Harborview Medical Center director resigns

SEATTLE — The executive director of the region’s top trauma hospital, Harborview Medical Center, has abruptly resigned.

Eileen Whalen’s departure was announced Friday in a memo to staff at the Seattle hospital, The Seattle Times reported. Whalen is a noted trauma-services expert who had been executive director since 2008.

Harborview is the only top-level adult and pediatric trauma center in Washington, Alaska, Montana and Idaho.

Whalen’s resignation followed several months of controversy after Harborview officials acknowledged in December that they were considering a plan to disperse hospital primary-care clinics into the community. Former hospital leaders opposed the plan, and six members of the King County Council responded with a letter of concern. Critics of the plan have said it could hurt patients with complex problems who need medical care from several different providers.

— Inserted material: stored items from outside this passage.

//! Statement-level grammar
//!
//! The parsing backend sits behind [`Grammar`] so a generated parser with the
//! same `tokenize`/`parse`/diagnostics interface can replace it without
//! touching the frontend. The default backend groups tokens into the COBOL
//! hierarchy (division, section, paragraph, sentence, statement) and applies
//! skip-to-period error recovery: a diagnostic never aborts the parse.

use serde::{Deserialize, Serialize};

use super::ast::{AstNode, NodeKind, Span};
use super::lexer::{self, Token, TokenKind};

#[derive(Debug, Clone, PartialEq, Serialize, Deserialize)]
pub struct ParseDiagnostic {
    pub line: usize,
    pub column: usize,
    pub expected: Vec<String>,
    pub actual: String,
}

impl std::fmt::Display for ParseDiagnostic {
    fn fmt(&self, f: &mut std::fmt::Formatter<'_>) -> std::fmt::Result {
        write!(
            f,
            "line {}, column {}: expected {}, found {}",
            self.line,
            self.column,
            self.expected.join(" or "),
            self.actual
        )
    }
}

/// The parsing seam: tokenization, parsing, and a diagnostic stream.
pub trait Grammar {
    fn tokenize(&self, lines: &[(usize, String)]) -> Vec<Token>;
    fn parse(&self, tokens: &[Token]) -> (AstNode, Vec<ParseDiagnostic>);
}

/// Hand-written default backend.
#[derive(Debug, Default, Clone, Copy)]
pub struct CobolGrammar;

impl Grammar for CobolGrammar {
    fn tokenize(&self, lines: &[(usize, String)]) -> Vec<Token> {
        lexer::tokenize(lines)
    }

    fn parse(&self, tokens: &[Token]) -> (AstNode, Vec<ParseDiagnostic>) {
        Parser::new(tokens).run()
    }
}

const VERBS: &[&str] = &[
    "ACCEPT", "ADD", "ALTER", "CALL", "CANCEL", "CLOSE", "COMPUTE", "CONTINUE", "DELETE",
    "DISPLAY", "DIVIDE", "ELSE", "EVALUATE", "EXIT", "GO", "GOBACK", "IF", "INITIALIZE",
    "INSPECT", "MERGE", "MOVE", "MULTIPLY", "OPEN", "PERFORM", "READ", "RELEASE", "RETURN",
    "REWRITE", "SEARCH", "SET", "SORT", "START", "STOP", "STRING", "SUBTRACT", "UNSTRING",
    "WHEN", "WRITE",
];

fn is_verb(word: &str) -> bool {
    VERBS.binary_search(&word).is_ok()
}

struct Parser<'a> {
    tokens: &'a [Token],
    i: usize,
    diagnostics: Vec<ParseDiagnostic>,
    program: AstNode,
    division: Option<AstNode>,
    section: Option<AstNode>,
    paragraph: Option<AstNode>,
    sentence: Vec<AstNode>,
    in_procedure: bool,
}

impl<'a> Parser<'a> {
    fn new(tokens: &'a [Token]) -> Parser<'a> {
        let span = tokens
            .first()
            .map(|t| Span::point(t.line, t.column))
            .unwrap_or_default();
        Parser {
            tokens,
            i: 0,
            diagnostics: Vec::new(),
            program: AstNode::new(NodeKind::Program, span),
            division: None,
            section: None,
            paragraph: None,
            sentence: Vec::new(),
            in_procedure: false,
        }
    }

    fn run(mut self) -> (AstNode, Vec<ParseDiagnostic>) {
        while self.i < self.tokens.len() {
            let tok = &self.tokens[self.i];
            match tok.kind {
                TokenKind::Period => {
                    self.flush_sentence();
                    self.i += 1;
                }
                TokenKind::Exec => {
                    let language = tok
                        .text
                        .split_whitespace()
                        .nth(1)
                        .unwrap_or("SQL")
                        .to_ascii_uppercase();
                    let node = AstNode::new(
                        NodeKind::Exec { language },
                        Span::point(tok.line, tok.column),
                    );
                    self.sentence.push(node);
                    self.i += 1;
                }
                TokenKind::Word => self.word(),
                _ => {
                    if self.in_procedure && self.sentence.is_empty() {
                        self.diagnose(&["statement verb", "paragraph-name"]);
                        self.skip_sentence();
                    } else if self.in_procedure {
                        // Mid-statement stray; already consumed by statement
                        // parsing, so this is punctuation noise.
                        self.i += 1;
                    } else {
                        self.entry();
                    }
                }
            }
        }
        self.flush_division();
        if let Some(last) = self.tokens.last() {
            self.program.span.extend_to(last.line, last.column);
        }
        let Parser {
            program,
            diagnostics,
            ..
        } = self;
        (program, diagnostics)
    }

    fn word(&mut self) {
        let tok = &self.tokens[self.i];
        let word = tok.text.clone();
        let span = Span::point(tok.line, tok.column);

        if self.peek_word(1) == Some("DIVISION") {
            self.flush_division();
            self.in_procedure = word.eq_ignore_ascii_case("PROCEDURE");
            self.division = Some(AstNode::new(NodeKind::Division { name: word }, span));
            self.i += 2;
            self.skip_sentence();
            return;
        }
        if self.peek_word(1) == Some("SECTION") {
            self.flush_section();
            self.section = Some(AstNode::new(NodeKind::Section { name: word }, span));
            self.i += 2;
            self.skip_sentence();
            return;
        }
        if self.in_procedure
            && self.sentence.is_empty()
            && self.peek_kind(1) == Some(TokenKind::Period)
            && tok.column <= 11
        {
            // Area-A word + period is a paragraph header, even when the name
            // shadows a verb; area-B one-word sentences stay statements.
            self.flush_paragraph();
            self.paragraph = Some(AstNode::new(NodeKind::Paragraph { name: word }, span));
            self.i += 2;
            return;
        }
        if self.in_procedure {
            if is_verb(&word) {
                self.statement(word, span);
            } else {
                self.diagnose(&["statement verb", "paragraph-name"]);
                self.skip_sentence();
            }
        } else {
            self.entry();
        }
    }

    /// PROCEDURE DIVISION statement: verb plus operands up to the sentence
    /// period or the next verb.
    fn statement(&mut self, verb: String, mut span: Span) {
        let mut node = AstNode::new(NodeKind::Statement { verb }, span);
        self.i += 1;
        while let Some(tok) = self.tokens.get(self.i) {
            match tok.kind {
                TokenKind::Period | TokenKind::Exec => break,
                TokenKind::Word if is_verb(&tok.text) => break,
                TokenKind::Word => {
                    node.children.push(AstNode::new(
                        NodeKind::Identifier {
                            name: tok.text.clone(),
                        },
                        Span::point(tok.line, tok.column),
                    ));
                }
                TokenKind::Number | TokenKind::StringLit | TokenKind::Picture => {
                    node.children.push(AstNode::new(
                        NodeKind::Literal {
                            value: tok.text.clone(),
                        },
                        Span::point(tok.line, tok.column),
                    ));
                }
                TokenKind::Lparen | TokenKind::Rparen | TokenKind::Garbage => {}
            }
            span.extend_to(tok.line, tok.column);
            self.i += 1;
        }
        node.span = span;
        self.sentence.push(node);
    }

    /// Non-procedure content (data descriptions, environment clauses): one
    /// generic entry per sentence, no diagnostics.
    fn entry(&mut self) {
        let tok = &self.tokens[self.i];
        let mut span = Span::point(tok.line, tok.column);
        let mut node = AstNode::new(
            NodeKind::Statement {
                verb: tok.text.clone(),
            },
            span,
        );
        self.i += 1;
        while let Some(tok) = self.tokens.get(self.i) {
            if tok.kind == TokenKind::Period {
                break;
            }
            match tok.kind {
                TokenKind::Word => node.children.push(AstNode::new(
                    NodeKind::Identifier {
                        name: tok.text.clone(),
                    },
                    Span::point(tok.line, tok.column),
                )),
                TokenKind::Number | TokenKind::StringLit | TokenKind::Picture => {
                    node.children.push(AstNode::new(
                        NodeKind::Literal {
                            value: tok.text.clone(),
                        },
                        Span::point(tok.line, tok.column),
                    ))
                }
                _ => {}
            }
            span.extend_to(tok.line, tok.column);
            self.i += 1;
        }
        node.span = span;
        self.sentence.push(node);
    }

    fn diagnose(&mut self, expected: &[&str]) {
        let tok = &self.tokens[self.i];
        self.diagnostics.push(ParseDiagnostic {
            line: tok.line,
            column: tok.column,
            expected: expected.iter().map(|s| s.to_string()).collect(),
            actual: tok.text.clone(),
        });
    }

    /// Error recovery: drop tokens through the next sentence period.
    fn skip_sentence(&mut self) {
        while let Some(tok) = self.tokens.get(self.i) {
            self.i += 1;
            if tok.kind == TokenKind::Period {
                return;
            }
        }
    }

    fn peek_word(&self, ahead: usize) -> Option<&str> {
        match self.tokens.get(self.i + ahead) {
            Some(t) if t.kind == TokenKind::Word => Some(t.text.as_str()),
            _ => None,
        }
    }

    fn peek_kind(&self, ahead: usize) -> Option<TokenKind> {
        self.tokens.get(self.i + ahead).map(|t| t.kind)
    }

    fn container(&mut self) -> &mut AstNode {
        self.paragraph
            .as_mut()
            .or(self.section.as_mut())
            .or(self.division.as_mut())
            .unwrap_or(&mut self.program)
    }

    fn flush_sentence(&mut self) {
        if self.sentence.is_empty() {
            return;
        }
        let statements = std::mem::take(&mut self.sentence);
        let mut span = statements[0].span;
        if let Some(last) = statements.last() {
            span.extend_to(last.span.end_line, last.span.end_column);
        }
        let mut sentence = AstNode::new(NodeKind::Sentence, span);
        sentence.children = statements;
        self.container().children.push(sentence);
    }

    fn flush_paragraph(&mut self) {
        self.flush_sentence();
        if let Some(p) = self.paragraph.take() {
            self.section
                .as_mut()
                .or(self.division.as_mut())
                .unwrap_or(&mut self.program)
                .children
                .push(p);
        }
    }

    fn flush_section(&mut self) {
        self.flush_paragraph();
        if let Some(s) = self.section.take() {
            self.division
                .as_mut()
                .unwrap_or(&mut self.program)
                .children
                .push(s);
        }
    }

    fn flush_division(&mut self) {
        self.flush_section();
        if let Some(d) = self.division.take() {
            self.program.children.push(d);
        }
    }
}

#[cfg(test)]
mod tests {
    use super::*;

    fn parse(src: &str) -> (AstNode, Vec<ParseDiagnostic>) {
        let lines: Vec<(usize, String)> = src
            .lines()
            .enumerate()
            .map(|(i, l)| (i + 1, l.to_string()))
            .collect();
        let g = CobolGrammar;
        let tokens = g.tokenize(&lines);
        g.parse(&tokens)
    }

    #[test]
    fn paragraphs_hold_sentences() {
        let (ast, diags) = parse(
            "       PROCEDURE DIVISION.\n       MAIN-PARA.\n           MOVE A TO B.\n",
        );
        assert!(diags.is_empty());
        let para = ast.find_paragraph("MAIN-PARA").unwrap();
        assert_eq!(para.children.len(), 1);
        match &para.children[0].children[0].kind {
            NodeKind::Statement { verb } => assert_eq!(verb, "MOVE"),
            other => panic!("unexpected: {other:?}"),
        }
    }

    #[test]
    fn recovery_skips_to_next_period() {
        let (ast, diags) = parse(
            "       PROCEDURE DIVISION.\n       P1.\n           ??? JUNK HERE.\n           MOVE A TO B.\n",
        );
        assert_eq!(diags.len(), 1);
        assert!(ast.find_paragraph("P1").is_some());
        let para = ast.find_paragraph("P1").unwrap();
        // The junk sentence vanished; the MOVE survived.
        assert_eq!(para.children.len(), 1);
    }

    #[test]
    fn verb_named_paragraph_is_a_paragraph() {
        let (ast, _) = parse("       PROCEDURE DIVISION.\n       MOVE.\n           DISPLAY X.\n");
        assert!(ast.find_paragraph("MOVE").is_some());
    }

    #[test]
    fn data_entries_do_not_diagnose() {
        let (_, diags) = parse(
            "       DATA DIVISION.\n       WORKING-STORAGE SECTION.\n       01 WS-X PIC 9(3).\n",
        );
        assert!(diags.is_empty());
    }
}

Harborview is owned by King County.

Johnese Spisso, chief health system officer for University of Washington Medicine, will assume Whalen’s responsibilities until a new executive director is named. The Times reported that Whalen directed calls to her lawyer, who was not immediately available for comment.

Whalen has “led the organization to many accomplishments,” including advancing the quality and safety of patient care, Spisso said in the memo announcing the departure.

Whalen’s resignation is the second abrupt departure for a Harborview executive director in the last decade. Chief Executive David Jaffe, 58, retired suddenly in 2007, surprising his boss, Dr. Paul Ramsey, CEO of UW Medicine and dean of the School of Medicine.

Whalen will work with her office for the next six months on “special projects,” Spisso said. Hospital spokeswoman Tina Mankowski said Whalen “has left the university” and that a nationwide search for her replacement would begin within about a month.